Required work – Report every line in the listing that contains the string "TraversalOptions".

Stored data –
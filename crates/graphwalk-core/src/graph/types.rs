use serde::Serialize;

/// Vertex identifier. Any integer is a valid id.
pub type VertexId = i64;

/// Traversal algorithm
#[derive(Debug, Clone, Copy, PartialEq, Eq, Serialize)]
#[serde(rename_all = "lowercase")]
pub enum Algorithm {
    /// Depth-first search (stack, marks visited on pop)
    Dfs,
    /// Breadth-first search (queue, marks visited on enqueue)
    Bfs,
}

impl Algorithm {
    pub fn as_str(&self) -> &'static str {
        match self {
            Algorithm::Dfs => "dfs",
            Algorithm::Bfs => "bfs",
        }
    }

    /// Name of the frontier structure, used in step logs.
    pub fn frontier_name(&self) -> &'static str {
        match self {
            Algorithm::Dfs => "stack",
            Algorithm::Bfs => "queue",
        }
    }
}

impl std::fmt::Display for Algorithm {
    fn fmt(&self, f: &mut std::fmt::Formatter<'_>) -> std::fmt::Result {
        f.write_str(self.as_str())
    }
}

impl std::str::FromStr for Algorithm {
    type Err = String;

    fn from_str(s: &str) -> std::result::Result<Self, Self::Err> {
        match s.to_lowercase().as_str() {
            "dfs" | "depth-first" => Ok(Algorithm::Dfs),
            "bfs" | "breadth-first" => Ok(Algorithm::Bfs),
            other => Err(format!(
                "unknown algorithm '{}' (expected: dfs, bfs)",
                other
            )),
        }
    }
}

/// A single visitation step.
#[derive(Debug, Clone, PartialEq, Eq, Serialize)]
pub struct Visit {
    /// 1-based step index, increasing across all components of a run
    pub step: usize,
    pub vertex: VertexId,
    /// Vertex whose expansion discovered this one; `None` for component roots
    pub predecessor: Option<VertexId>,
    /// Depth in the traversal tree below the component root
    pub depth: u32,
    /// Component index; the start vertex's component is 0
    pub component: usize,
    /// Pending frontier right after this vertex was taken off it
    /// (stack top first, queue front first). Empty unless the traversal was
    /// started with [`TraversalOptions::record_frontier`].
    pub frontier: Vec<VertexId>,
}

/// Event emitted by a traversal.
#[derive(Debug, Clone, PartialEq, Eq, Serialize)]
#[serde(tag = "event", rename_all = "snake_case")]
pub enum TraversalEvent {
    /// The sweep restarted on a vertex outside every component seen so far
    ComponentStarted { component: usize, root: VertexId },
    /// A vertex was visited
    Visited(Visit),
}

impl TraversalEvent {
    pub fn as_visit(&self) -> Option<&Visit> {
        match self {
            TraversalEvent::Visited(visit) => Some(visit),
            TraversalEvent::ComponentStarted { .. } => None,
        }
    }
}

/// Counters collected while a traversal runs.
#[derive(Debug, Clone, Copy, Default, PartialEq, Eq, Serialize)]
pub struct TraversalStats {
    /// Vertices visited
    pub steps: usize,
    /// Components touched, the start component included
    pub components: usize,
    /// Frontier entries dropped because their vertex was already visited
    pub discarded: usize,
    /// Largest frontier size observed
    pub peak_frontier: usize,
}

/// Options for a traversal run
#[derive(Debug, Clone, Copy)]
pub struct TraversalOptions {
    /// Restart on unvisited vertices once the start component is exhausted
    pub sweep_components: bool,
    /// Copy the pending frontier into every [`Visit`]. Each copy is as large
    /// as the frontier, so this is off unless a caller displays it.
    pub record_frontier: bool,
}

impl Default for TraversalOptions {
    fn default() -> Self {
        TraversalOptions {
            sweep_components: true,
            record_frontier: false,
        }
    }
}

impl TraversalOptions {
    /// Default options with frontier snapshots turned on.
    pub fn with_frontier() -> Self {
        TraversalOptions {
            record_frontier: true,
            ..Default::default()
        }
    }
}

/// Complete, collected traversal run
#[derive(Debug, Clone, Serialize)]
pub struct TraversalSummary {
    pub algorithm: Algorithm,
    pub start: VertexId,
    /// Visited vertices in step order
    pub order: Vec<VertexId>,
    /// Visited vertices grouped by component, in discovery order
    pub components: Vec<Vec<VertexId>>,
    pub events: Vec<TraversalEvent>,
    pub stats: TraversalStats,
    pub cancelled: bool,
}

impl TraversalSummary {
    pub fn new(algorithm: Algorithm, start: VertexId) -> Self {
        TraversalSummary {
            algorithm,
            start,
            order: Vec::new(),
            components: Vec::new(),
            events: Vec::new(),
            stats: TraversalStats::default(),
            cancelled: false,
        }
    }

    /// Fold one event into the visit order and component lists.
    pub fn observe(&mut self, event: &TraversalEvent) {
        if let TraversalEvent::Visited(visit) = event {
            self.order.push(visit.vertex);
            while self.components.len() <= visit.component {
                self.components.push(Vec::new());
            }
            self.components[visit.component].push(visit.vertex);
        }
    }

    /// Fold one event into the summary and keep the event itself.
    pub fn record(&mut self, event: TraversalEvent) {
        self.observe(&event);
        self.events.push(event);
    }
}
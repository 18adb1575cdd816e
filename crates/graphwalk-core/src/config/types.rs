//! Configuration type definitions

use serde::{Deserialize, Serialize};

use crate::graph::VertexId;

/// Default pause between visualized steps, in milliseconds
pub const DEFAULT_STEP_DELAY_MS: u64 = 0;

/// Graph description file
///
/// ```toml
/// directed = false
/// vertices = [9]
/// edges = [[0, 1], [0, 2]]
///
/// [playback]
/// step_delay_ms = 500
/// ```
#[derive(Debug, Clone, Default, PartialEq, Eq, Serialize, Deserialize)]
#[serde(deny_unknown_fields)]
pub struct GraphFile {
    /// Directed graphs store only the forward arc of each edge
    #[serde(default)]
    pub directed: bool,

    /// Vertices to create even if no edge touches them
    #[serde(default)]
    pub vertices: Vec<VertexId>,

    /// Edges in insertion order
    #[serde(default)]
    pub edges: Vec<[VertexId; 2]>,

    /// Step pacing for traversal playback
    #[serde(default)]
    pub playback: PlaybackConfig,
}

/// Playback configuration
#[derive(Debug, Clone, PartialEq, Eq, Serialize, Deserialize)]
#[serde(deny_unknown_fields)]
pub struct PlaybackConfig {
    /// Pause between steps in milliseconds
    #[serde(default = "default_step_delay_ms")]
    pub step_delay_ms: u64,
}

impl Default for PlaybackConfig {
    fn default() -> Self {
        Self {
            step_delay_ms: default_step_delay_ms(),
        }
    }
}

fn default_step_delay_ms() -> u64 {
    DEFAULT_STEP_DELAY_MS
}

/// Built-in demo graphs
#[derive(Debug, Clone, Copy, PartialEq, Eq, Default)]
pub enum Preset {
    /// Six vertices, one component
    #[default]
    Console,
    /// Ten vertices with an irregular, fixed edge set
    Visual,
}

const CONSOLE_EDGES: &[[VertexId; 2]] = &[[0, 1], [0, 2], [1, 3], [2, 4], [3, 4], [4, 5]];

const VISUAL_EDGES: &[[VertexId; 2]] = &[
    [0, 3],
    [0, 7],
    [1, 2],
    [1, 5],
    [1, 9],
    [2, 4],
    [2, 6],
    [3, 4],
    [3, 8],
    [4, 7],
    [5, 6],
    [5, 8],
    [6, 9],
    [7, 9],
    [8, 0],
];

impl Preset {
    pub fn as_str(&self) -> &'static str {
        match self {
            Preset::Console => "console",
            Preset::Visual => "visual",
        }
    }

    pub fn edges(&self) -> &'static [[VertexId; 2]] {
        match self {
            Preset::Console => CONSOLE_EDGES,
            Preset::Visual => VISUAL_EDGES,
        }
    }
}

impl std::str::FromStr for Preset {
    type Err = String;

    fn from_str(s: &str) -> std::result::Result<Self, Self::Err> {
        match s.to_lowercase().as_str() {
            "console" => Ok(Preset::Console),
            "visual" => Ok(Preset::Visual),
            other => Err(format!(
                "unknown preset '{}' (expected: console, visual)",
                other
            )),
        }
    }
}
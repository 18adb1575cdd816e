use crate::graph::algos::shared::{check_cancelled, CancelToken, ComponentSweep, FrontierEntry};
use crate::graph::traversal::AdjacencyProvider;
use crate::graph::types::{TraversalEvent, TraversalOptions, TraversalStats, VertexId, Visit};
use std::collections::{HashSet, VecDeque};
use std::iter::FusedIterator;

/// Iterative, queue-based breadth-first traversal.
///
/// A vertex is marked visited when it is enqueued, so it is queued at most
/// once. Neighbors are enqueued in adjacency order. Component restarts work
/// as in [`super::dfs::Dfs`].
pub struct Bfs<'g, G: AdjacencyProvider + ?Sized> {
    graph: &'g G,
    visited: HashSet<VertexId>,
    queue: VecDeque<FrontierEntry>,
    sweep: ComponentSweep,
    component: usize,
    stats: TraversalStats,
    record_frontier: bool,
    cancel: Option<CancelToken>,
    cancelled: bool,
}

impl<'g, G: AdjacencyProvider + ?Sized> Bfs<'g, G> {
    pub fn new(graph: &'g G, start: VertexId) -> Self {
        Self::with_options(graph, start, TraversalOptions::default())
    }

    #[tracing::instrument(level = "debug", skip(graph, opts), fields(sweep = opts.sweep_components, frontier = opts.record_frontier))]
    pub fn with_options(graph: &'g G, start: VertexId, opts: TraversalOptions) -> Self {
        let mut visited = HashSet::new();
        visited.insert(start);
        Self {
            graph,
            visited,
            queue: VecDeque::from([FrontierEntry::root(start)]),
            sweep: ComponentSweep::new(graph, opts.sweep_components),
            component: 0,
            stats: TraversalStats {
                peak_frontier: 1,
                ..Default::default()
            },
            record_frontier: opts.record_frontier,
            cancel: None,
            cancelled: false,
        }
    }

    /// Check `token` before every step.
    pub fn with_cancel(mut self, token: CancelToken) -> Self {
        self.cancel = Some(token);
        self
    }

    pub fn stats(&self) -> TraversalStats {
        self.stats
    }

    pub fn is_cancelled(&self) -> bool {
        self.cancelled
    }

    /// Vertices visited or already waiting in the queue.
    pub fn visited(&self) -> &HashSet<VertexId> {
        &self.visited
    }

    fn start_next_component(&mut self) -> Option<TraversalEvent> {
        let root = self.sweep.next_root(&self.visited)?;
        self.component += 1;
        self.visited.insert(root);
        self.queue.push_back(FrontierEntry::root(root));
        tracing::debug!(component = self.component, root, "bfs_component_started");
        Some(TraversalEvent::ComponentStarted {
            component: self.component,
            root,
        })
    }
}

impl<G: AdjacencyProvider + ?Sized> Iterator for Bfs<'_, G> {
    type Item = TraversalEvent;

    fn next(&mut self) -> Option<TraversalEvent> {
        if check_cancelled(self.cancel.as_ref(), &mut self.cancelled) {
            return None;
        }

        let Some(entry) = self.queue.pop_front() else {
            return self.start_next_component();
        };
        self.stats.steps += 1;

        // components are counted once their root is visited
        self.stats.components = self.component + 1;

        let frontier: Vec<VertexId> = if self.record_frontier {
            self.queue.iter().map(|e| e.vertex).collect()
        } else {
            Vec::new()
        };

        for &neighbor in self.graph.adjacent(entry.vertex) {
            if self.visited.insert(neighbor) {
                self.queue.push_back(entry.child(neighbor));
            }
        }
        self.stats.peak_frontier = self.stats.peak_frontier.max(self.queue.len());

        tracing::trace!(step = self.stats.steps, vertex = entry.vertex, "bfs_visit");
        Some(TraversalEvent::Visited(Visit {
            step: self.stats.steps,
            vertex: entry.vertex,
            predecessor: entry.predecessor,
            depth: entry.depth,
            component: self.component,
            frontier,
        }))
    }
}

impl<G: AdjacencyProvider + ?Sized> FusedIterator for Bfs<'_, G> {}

Solution –
    /// started with [`TraversalOptions::record_frontier`].
pub struct TraversalOptions {
impl Default for TraversalOptions {
        TraversalOptions {
impl TraversalOptions {
        TraversalOptions {
use crate::graph::types::{TraversalEvent, TraversalOptions, TraversalStats, VertexId, Visit};
        Self::with_options(graph, start, TraversalOptions::default())
    pub fn with_options(graph: &'g G, start: VertexId, opts: TraversalOptions) -> Self {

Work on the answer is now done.